Neben allgemeinen Statistiken zu Gesundheit oder Energie gibt es die vier Attribute Stärke, Geschicklichkeit, Vitalität und Willenskraft, auf die man zu Beginn je zehn Punkte verteilen darf. Das hat zwar umgehend Auswirkungen auf Angriffskraft, Genauigkeit, Verteidigung oder Ausweichen. 

Später lassen sich diese allerdings lediglich über die Fähigkeiten verbessern. Denn bei einem Aufstieg verteilt man seine Punkte je nach Klasse auf sechs Fähigkeiten wie z.B. Athletik, Rüstung, Äxte, Keulen, Schwerter sowie unbewaffneter Kampf beim Krieger.

Schön ist, dass man die Karte beschriften kann. Schade ist, dass es keine Sprachausgabe und nur englische Texte gibt.
Jede einzelne bietet wiederum einen geraden Pfad an Verbesserungen, wie z.B. den kräftigen Hieb, wenn man zehnmal in die Schwerter investiert hat. Und darunter befinden sich auch Erhöhungen wie Gesundheit, Stärke oder Willenskraft.

Es gibt keine Verzweigungen innerhalb der Fähigkeiten, aber man kann über die Fokussierung einzelner Disziplinen durchaus einen spezialisierten Feuermagier, Schwertkämpfer oder Wurfexperten entwickeln.
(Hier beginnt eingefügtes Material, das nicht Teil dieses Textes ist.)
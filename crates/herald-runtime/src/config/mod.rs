//! Configuration module for the herald runtime.
//!
//! Layered loading (defaults, files, environment, programmatic merges) of
//! the finder options and the logging setup, plus validation.

pub mod error;
pub mod loader;
pub mod schema;
pub mod validation;

pub use error::{ConfigError, ConfigResult};
pub use loader::{ConfigLoader, Profile, load_config, load_config_from_file};
pub use schema::{HeraldConfig, LogFormat, LogLevel, LogOutput, LoggingConfig, SpanEventConfig};
pub use validation::validate_config;
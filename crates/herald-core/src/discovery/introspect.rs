//! Introspective discovery over live type metadata.

use std::any::TypeId;
use std::collections::HashMap;
use std::sync::Arc;

use parking_lot::RwLock;
use tracing::{trace, warn};

use crate::error::{CyclicHierarchy, IntrospectionUnsupported};
use crate::foundation::{
    DescribeFn, MethodDescriptor, MethodTable, Subscriber, TypeDescriptor, TypeKey, Visibility,
};

/// Source of type metadata for the hierarchy walk and per-type resolution.
///
/// Types the introspector knows nothing about have no parent and no methods.
pub trait TypeIntrospector: Send + Sync {
    /// Returns the direct parent of `ty`.
    fn parent_of(&self, ty: &TypeKey) -> Option<TypeKey>;

    /// Returns the methods declared directly on `ty`.
    ///
    /// Fails with [`IntrospectionUnsupported`] when only the flattened public
    /// method set is available; callers then use [`public_methods`](Self::public_methods)
    /// and must not scan the ancestors again.
    fn declared_methods(
        &self,
        ty: &TypeKey,
    ) -> Result<Vec<MethodDescriptor>, IntrospectionUnsupported>;

    /// Returns every public method visible on `ty`, inherited ones included.
    fn public_methods(&self, ty: &TypeKey) -> Vec<MethodDescriptor>;

    /// Returns `true` if `ancestor` is `descendant` or one of its ancestors.
    fn is_ancestor_or_self(&self, ancestor: &TypeKey, descendant: &TypeKey) -> bool {
        let mut current = Some(*descendant);
        while let Some(ty) = current {
            if ty == *ancestor {
                return true;
            }
            current = self.parent_of(&ty);
        }
        false
    }
}

// =============================================================================
// Type Registry
// =============================================================================

/// Registry of type descriptors, the standard [`TypeIntrospector`].
///
/// Parent chains stay acyclic: a descriptor that would make its type its
/// own ancestor is rejected, and a described ancestor that would close a
/// cycle is not recorded.
///
/// # Thread Safety
///
/// `TypeRegistry` is `Send + Sync`; lookups only take a shared lock.
#[derive(Debug, Default)]
pub struct TypeRegistry {
    types: RwLock<HashMap<TypeId, Arc<TypeDescriptor>>>,
}

impl TypeRegistry {
    /// Creates an empty registry.
    pub fn new() -> Self {
        Self::default()
    }

    /// Records `T` and every ancestor it can describe.
    ///
    /// Stops at the first type that is already known, so repeated
    /// registration is cheap.
    pub fn register<T: Subscriber>(&self) {
        self.register_chain(T::type_key(), Some(T::describe));
    }

    /// Records a hand-built descriptor, replacing any previous one.
    ///
    /// Ancestors that can describe themselves are recorded as well.
    ///
    /// # Errors
    ///
    /// [`CyclicHierarchy`] if the descriptor's type is already among the
    /// ancestors of its declared parent. Nothing is recorded in that case.
    pub fn register_descriptor(&self, descriptor: TypeDescriptor) -> Result<(), CyclicHierarchy> {
        let key = descriptor.key();
        let parent = descriptor.parent().map(|link| (link.key, link.describe));

        if let Some((parent_key, _)) = parent
            && self.is_ancestor_or_self(&key, &parent_key)
        {
            return Err(CyclicHierarchy { ty: key.name() });
        }

        trace!(ty = %key, "Registering type descriptor");
        self.types.write().insert(key.id(), Arc::new(descriptor));

        if let Some((key, describe)) = parent {
            self.register_chain(key, describe);
        }
        Ok(())
    }

    fn register_chain(&self, key: TypeKey, describe: Option<DescribeFn>) {
        let mut next = Some((key, describe));

        while let Some((key, describe)) = next {
            if self.contains(&key) {
                break;
            }
            let Some(describe) = describe else {
                break;
            };

            let descriptor = describe();
            next = descriptor.parent().map(|link| (link.key, link.describe));

            if let Some((parent, _)) = next
                && self.is_ancestor_or_self(&descriptor.key(), &parent)
            {
                warn!(ty = %descriptor.key(), "Not registering type that would be its own ancestor");
                break;
            }

            trace!(ty = %descriptor.key(), "Registering type descriptor");
            self.types
                .write()
                .insert(descriptor.key().id(), Arc::new(descriptor));
        }
    }

    /// Returns the descriptor of `ty`.
    pub fn get(&self, ty: &TypeKey) -> Option<Arc<TypeDescriptor>> {
        self.types.read().get(&ty.id()).cloned()
    }

    /// Returns `true` if `ty` has been registered.
    pub fn contains(&self, ty: &TypeKey) -> bool {
        self.types.read().contains_key(&ty.id())
    }

    /// Returns the number of registered types.
    pub fn len(&self) -> usize {
        self.types.read().len()
    }

    /// Returns `true` if no type has been registered.
    pub fn is_empty(&self) -> bool {
        self.types.read().is_empty()
    }
}

impl TypeIntrospector for TypeRegistry {
    fn parent_of(&self, ty: &TypeKey) -> Option<TypeKey> {
        self.get(ty)
            .and_then(|descriptor| descriptor.parent().map(|link| link.key))
    }

    fn declared_methods(
        &self,
        ty: &TypeKey,
    ) -> Result<Vec<MethodDescriptor>, IntrospectionUnsupported> {
        match self.get(ty) {
            Some(descriptor) => match descriptor.methods() {
                MethodTable::Declared(methods) => Ok(methods.clone()),
                MethodTable::Flattened(_) => Err(IntrospectionUnsupported),
            },
            None => Ok(Vec::new()),
        }
    }

    /// Methods overridden by a more-derived type in the result are left out,
    /// whatever order the table lists them in.
    fn public_methods(&self, ty: &TypeKey) -> Vec<MethodDescriptor> {
        let mut methods = Vec::new();
        let mut current = self.get(ty);

        while let Some(descriptor) = current {
            let flattened = matches!(descriptor.methods(), MethodTable::Flattened(_));
            methods.extend(
                descriptor
                    .methods()
                    .methods()
                    .iter()
                    .filter(|method| method.get_visibility() == Visibility::Public)
                    .cloned(),
            );
            if flattened {
                // Already includes everything inherited.
                break;
            }
            current = descriptor.parent().and_then(|link| self.get(&link.key));
        }

        let overridden = |method: &MethodDescriptor| {
            methods.iter().any(|other| {
                other.declaring() != method.declaring()
                    && other.name() == method.name()
                    && other.param_types() == method.param_types()
                    && self.is_ancestor_or_self(&method.declaring(), &other.declaring())
            })
        };
        methods
            .iter()
            .filter(|method| !overridden(method))
            .cloned()
            .collect()
    }
}
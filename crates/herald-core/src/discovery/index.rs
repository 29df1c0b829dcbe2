//! Precompiled subscriber indexes.
//!
//! An index answers "which handler methods does this type declare" without
//! introspection. Index results are trusted as pre-validated: the finder
//! feeds them straight into override tracking.

use std::any::TypeId;
use std::collections::HashMap;
use std::fmt;
use std::sync::Arc;

use crate::foundation::{
    HandlerMarker, HandlerMethod, Invoker, MethodDescriptor, MethodId, TypeKey,
};

/// Precompiled handler metadata of one subscriber type.
pub trait SubscriberInfo: Send + Sync {
    /// The type this metadata belongs to.
    fn subscriber_type(&self) -> TypeKey;

    /// Handler methods declared directly on the type.
    fn handler_methods(&self) -> &[HandlerMethod];

    /// Metadata of the parent type, when the index links it.
    fn super_subscriber_info(&self) -> Option<Arc<dyn SubscriberInfo>> {
        None
    }
}

/// A lookup table from subscriber type to its precompiled metadata.
pub trait SubscriberIndex: Send + Sync {
    /// Returns the metadata of `ty`, if the index covers it.
    fn subscriber_info(&self, ty: &TypeKey) -> Option<Arc<dyn SubscriberInfo>>;
}

// =============================================================================
// Simple Subscriber Info
// =============================================================================

/// Owned [`SubscriberInfo`] implementation.
///
/// # Example
///
/// ```rust,ignore
/// let info = SimpleSubscriberInfo::new(TypeKey::of::<Screen>())
///     .handler::<ThemeChanged>("on_theme", HandlerMarker::new(), invoke_on_theme);
/// ```
#[derive(Clone)]
pub struct SimpleSubscriberInfo {
    subscriber_type: TypeKey,
    super_info: Option<Arc<dyn SubscriberInfo>>,
    methods: Vec<HandlerMethod>,
}

impl SimpleSubscriberInfo {
    /// Creates metadata for `subscriber_type` with no methods.
    pub fn new(subscriber_type: TypeKey) -> Self {
        Self {
            subscriber_type,
            super_info: None,
            methods: Vec::new(),
        }
    }

    /// Builds metadata from a declared method table.
    ///
    /// Only marked single-parameter methods with an invoker are taken over;
    /// the table is expected to have been validated when it was generated.
    pub fn from_declared(subscriber_type: TypeKey, methods: Vec<MethodDescriptor>) -> Self {
        let methods = methods
            .into_iter()
            .filter_map(|method| {
                let marker = *method.get_marker()?;
                let invoker = method.get_invoker()?;
                let [message_type] = method.param_types() else {
                    return None;
                };
                Some(HandlerMethod::new(method.id(), *message_type, marker, invoker))
            })
            .collect();

        Self {
            subscriber_type,
            super_info: None,
            methods,
        }
    }

    /// Links the metadata of the parent type.
    pub fn with_super(mut self, info: Arc<dyn SubscriberInfo>) -> Self {
        self.super_info = Some(info);
        self
    }

    /// Adds a resolved handler method.
    pub fn method(mut self, method: HandlerMethod) -> Self {
        self.methods.push(method);
        self
    }

    /// Adds a handler declared on this type accepting `&M`.
    pub fn handler<M: 'static>(
        self,
        name: &'static str,
        marker: HandlerMarker,
        invoker: Invoker,
    ) -> Self {
        let id = MethodId::new(name, self.subscriber_type);
        self.method(HandlerMethod::new(id, TypeKey::of::<M>(), marker, invoker))
    }
}

impl SubscriberInfo for SimpleSubscriberInfo {
    fn subscriber_type(&self) -> TypeKey {
        self.subscriber_type
    }

    fn handler_methods(&self) -> &[HandlerMethod] {
        &self.methods
    }

    fn super_subscriber_info(&self) -> Option<Arc<dyn SubscriberInfo>> {
        self.super_info.clone()
    }
}

impl fmt::Debug for SimpleSubscriberInfo {
    fn fmt(&self, f: &mut fmt::Formatter<'_>) -> fmt::Result {
        f.debug_struct("SimpleSubscriberInfo")
            .field("subscriber_type", &self.subscriber_type)
            .field("methods", &self.methods)
            .field(
                "super_type",
                &self.super_info.as_ref().map(|info| info.subscriber_type()),
            )
            .finish()
    }
}

// =============================================================================
// Simple Subscriber Index
// =============================================================================

/// A `HashMap`-backed index assembled at startup.
#[derive(Default, Clone)]
pub struct SimpleSubscriberIndex {
    entries: HashMap<TypeId, Arc<dyn SubscriberInfo>>,
}

impl SimpleSubscriberIndex {
    /// Creates an empty index.
    pub fn new() -> Self {
        Self::default()
    }

    /// Adds metadata to this index.
    pub fn insert(&mut self, info: Arc<dyn SubscriberInfo>) {
        self.entries.insert(info.subscriber_type().id(), info);
    }

    /// Adds metadata to this index (builder pattern).
    pub fn with(mut self, info: impl SubscriberInfo + 'static) -> Self {
        self.insert(Arc::new(info));
        self
    }

    /// Returns the number of covered types.
    pub fn len(&self) -> usize {
        self.entries.len()
    }

    /// Returns `true` if the index covers no type.
    pub fn is_empty(&self) -> bool {
        self.entries.is_empty()
    }
}

impl SubscriberIndex for SimpleSubscriberIndex {
    fn subscriber_info(&self, ty: &TypeKey) -> Option<Arc<dyn SubscriberInfo>> {
        self.entries.get(&ty.id()).cloned()
    }
}

impl fmt::Debug for SimpleSubscriberIndex {
    fn fmt(&self, f: &mut fmt::Formatter<'_>) -> fmt::Result {
        f.debug_struct("SimpleSubscriberIndex")
            .field("len", &self.entries.len())
            .finish()
    }
}

#[cfg(test)]
mod tests {
    use super::*;
    use crate::foundation::{MethodFlags, ThreadMode};

    struct Owner;
    struct Ping;
    struct Pong;

    fn noop(_: &dyn std::any::Any, _: &dyn std::any::Any) -> crate::error::InvokeResult {
        Ok(())
    }

    #[test]
    fn test_from_declared_keeps_only_handlers() {
        let owner = TypeKey::of::<Owner>();
        let info = SimpleSubscriberInfo::from_declared(
            owner,
            vec![
                MethodDescriptor::handler::<Owner, Ping>("on_ping", HandlerMarker::new(), noop),
                MethodDescriptor::new("helper", owner).param(TypeKey::of::<Pong>()),
                MethodDescriptor::new("no_args", owner)
                    .marker(HandlerMarker::new())
                    .invoker(noop),
                MethodDescriptor::handler::<Owner, Pong>(
                    "on_pong",
                    HandlerMarker::new().thread_mode(ThreadMode::Async),
                    noop,
                )
                .flags(MethodFlags::NONE),
            ],
        );

        let names: Vec<_> = info.handler_methods().iter().map(|m| m.name()).collect();
        assert_eq!(names, vec!["on_ping", "on_pong"]);
        assert_eq!(info.handler_methods()[1].thread_mode(), ThreadMode::Async);
    }

    #[test]
    fn test_index_lookup() {
        let index = SimpleSubscriberIndex::new().with(
            SimpleSubscriberInfo::new(TypeKey::of::<Owner>()).handler::<Ping>(
                "on_ping",
                HandlerMarker::new().priority(3),
                noop,
            ),
        );

        let info = index.subscriber_info(&TypeKey::of::<Owner>());
        assert!(info.is_some_and(|info| info.handler_methods()[0].priority() == 3));
        assert!(index.subscriber_info(&TypeKey::of::<Ping>()).is_none());
    }
}
//! Configuration validation utilities.

use herald_core::FinderOptions;

use super::error::{ConfigError, ConfigResult};
use super::schema::{HeraldConfig, LogOutput, LoggingConfig};

/// Validates the entire configuration.
pub fn validate_config(config: &HeraldConfig) -> ConfigResult<()> {
    validate_finder_options(&config.finder)?;
    validate_logging_config(&config.logging)?;
    Ok(())
}

/// Validates finder options.
fn validate_finder_options(finder: &FinderOptions) -> ConfigResult<()> {
    if finder.pool_size == 0 {
        return Err(ConfigError::validation(
            "Finder pool size must be greater than 0",
        ));
    }

    // An empty prefix matches every type name and would stop every walk
    // at the subscriber itself.
    if finder.reserved_prefixes.iter().any(|prefix| prefix.is_empty()) {
        return Err(ConfigError::validation(
            "Reserved namespace prefixes cannot be empty",
        ));
    }

    Ok(())
}

/// Validates logging configuration.
fn validate_logging_config(logging: &LoggingConfig) -> ConfigResult<()> {
    if logging.output == LogOutput::File && logging.file_path.is_none() {
        return Err(ConfigError::validation(
            "File log output requires `logging.file_path`",
        ));
    }

    if let Some(target) = logging
        .filters
        .keys()
        .find(|target| target.trim().is_empty())
    {
        return Err(ConfigError::validation(format!(
            "Log filter target cannot be empty: {target:?}"
        )));
    }

    Ok(())
}

#[cfg(test)]
mod tests {
    use super::*;
    use crate::config::LogLevel;

    #[test]
    fn test_validate_default_config() {
        assert!(validate_config(&HeraldConfig::default()).is_ok());
    }

    #[test]
    fn test_validate_zero_pool_size() {
        let mut config = HeraldConfig::default();
        config.finder.pool_size = 0;
        assert!(matches!(
            validate_config(&config),
            Err(ConfigError::ValidationError { .. })
        ));
    }

    #[test]
    fn test_validate_empty_reserved_prefix() {
        let mut config = HeraldConfig::default();
        config.finder.reserved_prefixes.push(String::new());
        assert!(validate_config(&config).is_err());

        // No prefixes at all is fine: every ancestor gets scanned.
        config.finder.reserved_prefixes.clear();
        assert!(validate_config(&config).is_ok());
    }

    #[test]
    fn test_validate_file_output_without_path() {
        let mut config = HeraldConfig::default();
        config.logging.output = LogOutput::File;
        assert!(validate_config(&config).is_err());

        config.logging.file_path = Some("herald.log".into());
        assert!(validate_config(&config).is_ok());
    }

    #[test]
    fn test_validate_blank_filter_target() {
        let mut config = HeraldConfig::default();
        config.logging.filters.insert(" ".to_string(), LogLevel::Debug);
        assert!(validate_config(&config).is_err());
    }
}
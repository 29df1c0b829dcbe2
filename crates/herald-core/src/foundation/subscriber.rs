//! Handler object traits.
//!
//! # Parent-in-child hierarchies
//!
//! A derived subscriber embeds its parent as a field. The derive macro wires
//! the hierarchy so that the finder can walk it and so that a handler method
//! declared on the parent can be called through a derived instance:
//!
//! ```rust,ignore
//! use herald::prelude::*;
//!
//! #[derive(Subscriber)]
//! pub struct Screen;
//!
//! #[handlers]
//! impl Screen {
//!     #[subscribe(mode = "main")]
//!     pub fn on_theme(&self, theme: &ThemeChanged) { /* ... */ }
//! }
//!
//! #[derive(Subscriber)]
//! pub struct SettingsScreen {
//!     #[subscriber(parent)]
//!     screen: Screen,
//! }
//!
//! #[handlers]
//! impl SettingsScreen {
//!     #[subscribe(priority = 10, sticky)]
//!     pub fn on_account(&self, account: &AccountLoaded) { /* ... */ }
//! }
//! ```

use std::any::{Any, TypeId};

use super::descriptor::TypeDescriptor;
use super::method::MethodDescriptor;
use super::type_key::TypeKey;

/// A handler object whose type can be resolved into handler methods.
///
/// Use `#[derive(Subscriber)]` to implement it.
pub trait Subscriber: Any + Send + Sync {
    /// Returns the key of this type.
    ///
    /// `#[subscriber(name = "...")]` overrides the name reported here.
    fn type_key() -> TypeKey
    where
        Self: Sized,
    {
        TypeKey::of::<Self>()
    }

    /// Describes this type: its key, its parent and its declared methods.
    fn describe() -> TypeDescriptor
    where
        Self: Sized;

    /// Views `self` as the type `target`, walking up the parent chain.
    ///
    /// Returns `None` if `target` is neither this type nor an ancestor.
    fn upcast(&self, target: TypeId) -> Option<&dyn Any>;
}

/// The method table of a subscriber type.
///
/// Generated by `#[handlers]`. Types without handlers of their own can use
/// the empty default: `impl DeclaresHandlers for Base {}`.
pub trait DeclaresHandlers {
    /// Returns the methods declared directly on this type.
    fn declared_methods() -> Vec<MethodDescriptor>
    where
        Self: Sized,
    {
        Vec::new()
    }
}
use std::any::TypeId;
use std::sync::Arc;

use herald_core::{
    DeclaresHandlers, FinderError, GeneratedIndex, HandlerMethod, InvokeError, MethodFlags,
    Subscriber, SubscriberIndex, SubscriberInfo, SubscriberMethodFinder, ThreadMode, TypeKey,
    TypeRegistry, Visibility,
};
use herald_macros::{Subscriber, handlers};
use parking_lot::Mutex;

pub struct ThemeChanged {
    pub dark: bool,
}

pub struct AccountLoaded {
    pub user: &'static str,
}

pub struct Tick;

#[derive(Default, Subscriber)]
pub struct Screen {
    log: Mutex<Vec<String>>,
}

#[handlers(index)]
impl Screen {
    #[subscribe(mode = "main")]
    pub fn on_theme(&self, theme: &ThemeChanged) {
        self.log.lock().push(format!("screen.theme dark={}", theme.dark));
    }

    #[subscribe(mode = "background", priority = -1)]
    pub fn on_tick(&self, _tick: &Tick) {
        self.log.lock().push("screen.tick".to_string());
    }

    pub fn entries(&self) -> Vec<String> {
        self.log.lock().clone()
    }
}

#[derive(Default, Subscriber)]
#[subscriber(name = "app::screens::Settings")]
pub struct SettingsScreen {
    #[subscriber(parent)]
    screen: Screen,
}

#[handlers]
impl SettingsScreen {
    #[subscribe(priority = 10, sticky)]
    pub fn on_account(&self, account: &AccountLoaded) {
        self.log.lock().push(format!("settings.account {}", account.user));
    }

    #[subscribe(mode = "async")]
    pub fn on_theme(&self, _theme: &ThemeChanged) {
        self.log.lock().push("settings.theme".to_string());
    }

    #[subscribe]
    fn on_private(&self, _tick: &Tick) {}

    #[subscribe]
    pub fn on_static(_tick: &Tick) {}
}

pub struct Upload {
    pub bytes: usize,
}

#[derive(Default, Subscriber)]
pub struct Uploader;

#[handlers]
impl Uploader {
    #[subscribe]
    pub fn on_upload(&self, upload: &Upload) -> Result<(), String> {
        if upload.bytes > 1024 {
            return Err(format!("upload of {} bytes exceeds quota", upload.bytes));
        }
        Ok(())
    }
}

#[derive(Subscriber)]
pub struct Embedded(#[subscriber(parent)] Screen);

impl DeclaresHandlers for Embedded {}

fn found(methods: &[HandlerMethod]) -> Vec<(TypeKey, &'static str)> {
    methods
        .iter()
        .map(|method| (method.declaring_type(), method.name()))
        .collect()
}

#[test]
fn test_derive_describes_hierarchy() {
    let descriptor = SettingsScreen::describe();

    assert_eq!(descriptor.key().name(), "app::screens::Settings");
    assert_eq!(SettingsScreen::type_key(), TypeKey::of::<SettingsScreen>());
    assert_eq!(
        descriptor.parent().map(|link| link.key),
        Some(TypeKey::of::<Screen>())
    );
    assert_eq!(descriptor.methods().methods().len(), 4);
    assert!(Screen::describe().parent().is_none());
}

#[test]
fn test_handlers_record_methods_as_written() {
    let methods = SettingsScreen::declared_methods();
    let by_name = |name: &str| {
        methods
            .iter()
            .find(|method| method.name() == name)
            .unwrap_or_else(|| panic!("missing method {name}"))
    };

    let account = by_name("on_account");
    let marker = account.get_marker().unwrap();
    assert_eq!(marker.priority, 10);
    assert!(marker.sticky);
    assert_eq!(marker.thread_mode, ThreadMode::Posting);
    assert_eq!(account.param_types(), &[TypeKey::of::<AccountLoaded>()]);
    assert!(account.get_invoker().is_some());

    assert_eq!(
        by_name("on_theme").get_marker().unwrap().thread_mode,
        ThreadMode::Async
    );
    assert_eq!(
        by_name("on_private").get_visibility(),
        Visibility::Restricted
    );

    let on_static = by_name("on_static");
    assert!(on_static.get_flags().contains(MethodFlags::STATIC));
    assert!(on_static.get_invoker().is_none());

    // Unmarked methods are not part of the table.
    assert!(Screen::declared_methods().iter().all(|m| m.name() != "entries"));
}

#[test]
fn test_resolution_through_macros() {
    let registry = Arc::new(TypeRegistry::new());
    registry.register::<SettingsScreen>();
    assert!(registry.contains(&TypeKey::of::<Screen>()));

    let finder = SubscriberMethodFinder::new(registry);
    let methods = finder
        .find_subscriber_methods(TypeKey::of::<SettingsScreen>())
        .unwrap();

    let settings = TypeKey::of::<SettingsScreen>();
    let screen = TypeKey::of::<Screen>();
    assert_eq!(
        found(&methods),
        vec![
            (settings, "on_account"),
            (settings, "on_theme"),
            (screen, "on_tick"),
        ]
    );
    assert_eq!(methods[2].priority(), -1);
    assert_eq!(methods[2].thread_mode(), ThreadMode::Background);
}

#[test]
fn test_invoke_through_derived_instance() {
    let registry = Arc::new(TypeRegistry::new());
    registry.register::<SettingsScreen>();
    let finder = SubscriberMethodFinder::new(registry);
    let methods = finder
        .find_subscriber_methods(TypeKey::of::<SettingsScreen>())
        .unwrap();

    let settings = SettingsScreen::default();
    methods[0]
        .invoke(&settings, &AccountLoaded { user: "ada" })
        .unwrap();
    methods[1]
        .invoke(&settings, &ThemeChanged { dark: true })
        .unwrap();
    methods[2].invoke(&settings, &Tick).unwrap();

    assert_eq!(
        settings.entries(),
        vec!["settings.account ada", "settings.theme", "screen.tick"]
    );
    assert!(methods[2].invoke(&settings, &ThemeChanged { dark: false }).is_err());
}

#[test]
fn test_strict_verification_rejects_private_handler() {
    let registry = Arc::new(TypeRegistry::new());
    registry.register::<SettingsScreen>();
    let finder = SubscriberMethodFinder::builder(registry)
        .strict_verification(true)
        .build();

    assert!(matches!(
        finder.find_subscriber_methods(TypeKey::of::<SettingsScreen>()),
        Err(FinderError::InvalidHandlerSignature { method: "on_private", .. })
    ));
}

#[test]
fn test_generated_index_contains_indexed_types_only() {
    let index = GeneratedIndex::new();

    let info = index
        .subscriber_info(&TypeKey::of::<Screen>())
        .expect("Screen is indexed");
    assert_eq!(info.subscriber_type(), TypeKey::of::<Screen>());
    assert_eq!(info.handler_methods().len(), 2);

    assert!(index.subscriber_info(&TypeKey::of::<SettingsScreen>()).is_none());
}

#[test]
fn test_generated_index_and_introspection_agree() {
    let registry = Arc::new(TypeRegistry::new());
    registry.register::<Screen>();

    let indexed = SubscriberMethodFinder::builder(registry.clone())
        .index(Arc::new(GeneratedIndex::new()))
        .build();
    let introspected = SubscriberMethodFinder::new(registry);

    let key = TypeKey::of::<Screen>();
    assert_eq!(
        &*indexed.find_subscriber_methods(key).unwrap(),
        &*introspected.find_subscriber_methods(key).unwrap()
    );
}

#[test]
fn test_tuple_struct_parent() {
    let embedded = Embedded(Screen::default());

    assert!(embedded.upcast(TypeId::of::<Screen>()).is_some());
    assert!(embedded.upcast(TypeId::of::<SettingsScreen>()).is_none());

    let registry = Arc::new(TypeRegistry::new());
    registry.register::<Embedded>();
    let finder = SubscriberMethodFinder::new(registry);
    let methods = finder
        .find_subscriber_methods(TypeKey::of::<Embedded>())
        .unwrap();
    assert_eq!(methods.len(), 2);

    for method in methods.iter() {
        if method.message_type() == TypeKey::of::<Tick>() {
            method.invoke(&embedded, &Tick).unwrap();
        }
    }
    // Deref reaches the embedded parent.
    assert_eq!(embedded.entries(), vec!["screen.tick"]);
}

#[test]
fn test_handler_error_is_propagated() {
    let registry = Arc::new(TypeRegistry::new());
    registry.register::<Uploader>();
    let finder = SubscriberMethodFinder::new(registry);
    let methods = finder
        .find_subscriber_methods(TypeKey::of::<Uploader>())
        .unwrap();

    assert_eq!(methods[0].invoke(&Uploader, &Upload { bytes: 10 }), Ok(()));
    assert_eq!(
        methods[0].invoke(&Uploader, &Upload { bytes: 4096 }),
        Err(InvokeError::HandlerFailed {
            reason: "upload of 4096 bytes exceeds quota".to_string()
        })
    );
}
Trotzdem wird man aufgrund des linearen Systems manchmal gezwungen, bestimmte unnötige Dinge mitzulernen – warum muss der Dieb z.B. vier Punkte in „Assassination“ investieren, um dann einen Stärkepunkt zu gewinnen?

Fazit

Vorsicht: Wer hier einmal reinbeißt, wird gnadenlos in die Tiefe gezogen! Das ist ein sehr gutes Abenteuer alter Schule, das wohlige Erinnerungen an Dungeon Master weckt. Hier gibt es nicht nur Hack’n Slay in stimmungsvoller Kulisse, sondern viele clevere Rätsel, tolle Geheimnisse und tödliche Fallen hinter der nächsten Ecke. Wie schwierig die Restauration alter Tugenden sein kann , demonstriert aktuell die Beta zu The Age of Decadence – ambitioniert und lobenswert, aber spröde in der Präsentation. Da hat es Legend of Grimrock natürlich leichter, da es nicht als episches Rollenspiel, sondern als Hommage an Dungeon-Crawler gedacht ist. Trotzdem gebührt den Finnen für diese Reise in die Vergangenheit ein großes Lob, denn sie ist nicht nur ansehnlich, sondern versprüht genau jene labyrinthische Faszination unter Tage, die vielen modernen Abenteuern in ihren kilometerlangen Schläuchen der Langeweile abgeht. Auch wenn die Charaktererstellung etwas mager ist und die Fähigkeiten zu linear entwickelt werden: Das hat richtig Spaß gemacht, das war endlich mal wieder ein Dungeon!

Wertung

PC

Klasse Rätsel und spannende Kämpfe in einem vertrackten Labyrinth - eine stimmungsvolle Hommage an Dungeon Master & Co!